The evaluation of therapeutic response was performed, when multiple-disciplinary treatment finished, by serum tumor markers quantification, minimal residual disease (MRD) detection including 131I- metaiodobenzylguanidine (131I- MIBG), ultrasound and computed tomography (CT). According to the standards of Response Evaluation Criteria in Solid Tumors (RECIST), therapeutic response was classified into four degrees, complete remission (CR), partial remission (PR), stable disease (SD), and progressive disease (PD). Patients of CR, PR and SD could step into maintenance treatment.

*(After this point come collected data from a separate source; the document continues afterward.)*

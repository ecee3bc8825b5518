use actix_web::{web, HttpResponse};
use uuid::Uuid;

use gym_core::repositories::{
    GymBookingRepository, TrainerBookingRepository, TrainerRepository, UserRepository,
};

use crate::app::AppState;
use crate::dto::{BookTrainerRequest, BookingResponse};
use crate::handlers::handle_domain_error;
use crate::middleware::AuthContext;

/// Handler for POST /api/trainers/{id}/book
///
/// # Request Body
///
/// ```json
/// {
///     "duration": 2,
///     "sessionDate": "2030-01-15T09:00:00Z"
/// }
/// ```
///
/// # Response
///
/// ## Success (201 Created)
/// ```json
/// {
///     "message": "Booking created successfully",
///     "booking": {
///         "id": "...",
///         "trainer": { "name": "Maya Gurung", "rate": 800.0 },
///         "user": { "name": "Asha Rai", "email": "asha@example.com" },
///         "duration": 2,
///         "sessionDate": "2030-01-15T09:00:00Z",
///         "amount": 1600.0,
///         "status": "pending",
///         "paymentStatus": "pending",
///         "createdAt": "..."
///     }
/// }
/// ```
///
/// ## Errors
/// - 400 Bad Request: Duration missing or outside 1-8 hours, or a missing, invalid or past date
/// - 401 Unauthorized: Missing or invalid token
/// - 404 Not Found: No such trainer, checked before the body
pub async fn book<U, T, G, B>(
    state: web::Data<AppState<U, T, G, B>>,
    auth: AuthContext,
    path: web::Path<Uuid>,
    request: web::Json<BookTrainerRequest>,
) -> HttpResponse
where
    U: UserRepository + 'static,
    T: TrainerRepository + 'static,
    G: GymBookingRepository + 'static,
    B: TrainerBookingRepository + 'static,
{
    match state
        .booking_service
        .book_trainer_session(path.into_inner(), auth.user_id, request.into_inner().into())
        .await
    {
        Ok(booking) => HttpResponse::Created()
            .json(BookingResponse::new("Booking created successfully", booking)),
        Err(error) => handle_domain_error(error),
    }
}

/// Handler for PATCH /api/trainers/bookings/{id}/cancel
///
/// Someone else's booking is answered with 404, exactly like a missing one.
pub async fn cancel<U, T, G, B>(
    state: web::Data<AppState<U, T, G, B>>,
    auth: AuthContext,
    path: web::Path<Uuid>,
) -> HttpResponse
where
    U: UserRepository + 'static,
    T: TrainerRepository + 'static,
    G: GymBookingRepository + 'static,
    B: TrainerBookingRepository + 'static,
{
    match state
        .booking_service
        .cancel_trainer_booking(path.into_inner(), auth.user_id)
        .await
    {
        Ok(booking) => {
            HttpResponse::Ok().json(BookingResponse::new("Booking cancelled successfully", booking))
        }
        Err(error) => handle_domain_error(error),
    }
}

Evaluation during maintenance treatment included serum tumor markers detection, microscopic examinations of bone marrow and imaging examination every three months, and 131I- MIBG every six months.
Treatment
According to the BCH-NB-2007-HR protocol, initially diagnosed high risk NB patients received multiple-disciplinary treatment including induction chemotherapy, surgery, consolidation therapy, and radiotherapy. Some patients received autologous stem cell transplantation. Regular regimens included chemotherapy with high dose cyclophosphamide, adriamycin and vincristine (CAV), chemotherapy with high dose cisplatinum and VP16 (CVP), surgery after 4-5 cycles of chemotherapy, and then harvest peripheral blood stem cell for possible autologous hematopoietic stem-cell rescue.

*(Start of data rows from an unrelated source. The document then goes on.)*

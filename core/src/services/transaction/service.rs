//! Transaction history implementation

use std::sync::Arc;

use uuid::Uuid;

use crate::domain::value_objects::Transaction;
use crate::errors::DomainResult;
use crate::repositories::{GymBookingRepository, TrainerBookingRepository};

/// Builds a member's payment history from both booking kinds
pub struct TransactionService<G, B>
where
    G: GymBookingRepository,
    B: TrainerBookingRepository,
{
    gym_booking_repository: Arc<G>,
    trainer_booking_repository: Arc<B>,
}

impl<G, B> TransactionService<G, B>
where
    G: GymBookingRepository,
    B: TrainerBookingRepository,
{
    pub fn new(gym_booking_repository: Arc<G>, trainer_booking_repository: Arc<B>) -> Self {
        Self {
            gym_booking_repository,
            trainer_booking_repository,
        }
    }

    /// Gym and trainer bookings of `user_id`, newest first
    ///
    /// Amounts and trainer names come from the booking snapshots, so later
    /// trainer edits or deletions do not rewrite history.
    pub async fn list_for_user(&self, user_id: Uuid) -> DomainResult<Vec<Transaction>> {
        let gym = self.gym_booking_repository.list_by_user(user_id).await?;
        let trainer = self.trainer_booking_repository.list_by_user(user_id).await?;

        let mut transactions: Vec<Transaction> = gym
            .iter()
            .map(Transaction::from)
            .chain(trainer.iter().map(Transaction::from))
            .collect();
        transactions.sort_by(|a, b| b.date.cmp(&a.date));

        tracing::debug!(
            user_id = %user_id,
            count = transactions.len(),
            "Transactions listed"
        );
        Ok(transactions)
    }
}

Maintenance treatment was with 13-cis-retinoic acid 160 mg/m2/day, 14 days on alternative with 14 days off for 9-12 months; and 13-cis-retinoic acid stopped.
Sample collecting
Blood samples were collected to quantify cell-free DNA (cfDNA) at time points of the beginning of maintenance treatment, every three months afterwards, and diagnosis of recurrence. Venous blood samples were collected in EDTA-coated tubes and plasma was separated by centrifugation at 1600g for 10 minutes. Supernatant was transferred into a new tube and centrifuged at 16000g for 10 minutes. Purified plasma was carefully removed from the tube and stored at -80°C for DNA extraction.
Plasma cfDNA detection
Before quantification, DNA was extracted from 200 μL plasma and eluted by 300 μL elution buffer by QIAmp DNA Blood Mini Kits (Qiagen, Valencia, CA, USA). cfDNA level detection was detailed in our previous paper.[23] Briefly, after preparation of extracted DNA, quantitative polymerase chain reaction (qPCR) was performed on LightCycler LC 480 PCR (Roche Molecular Systems, Inc, Pleasanton, CA, USA) to amplify the apoptotic and nonapoptotic LINE-1 79bp DNA fragments by specific primers. A reference standard curve was established by serially diluting standard solution of human genomic DNA (Thermo Fisher Scientific, Waltham, Ma, USA). The qPCR reaction mixture contained 2 μL of eluted DNA, 1 μL (final concentration 0.2 μm) of each forward and reverse primer of LINE-1 79bp, 5 μL of UltraSYBR Mixture (Cwbiotech, Beijing, China), and 1 μL of double-distilled water. Cycling conditions were 1 minute at 95°C and 35 cycles of 95°C for 8 seconds and 60°C for 15 seconds. The qPCR reaction was performed in triplicate and the mean of the triplicates were used for further analysis. Each plate contained as a plasma DNA sample, a water template (negative control) and 7 serially diluted standard DNA solutions. The cfDNA level of each sample was detected based on standard curve by using the 2-△△Ct method.
Statistics analysis
Statistical analysis was performed in R statistical environment (version 3.4.0), including Mann-Whitney U test, Chi-Square test, and ROC (receiver operating characteristic, Bioconductor ROC package). A p-value lower than 0.05 was considered statistically significant.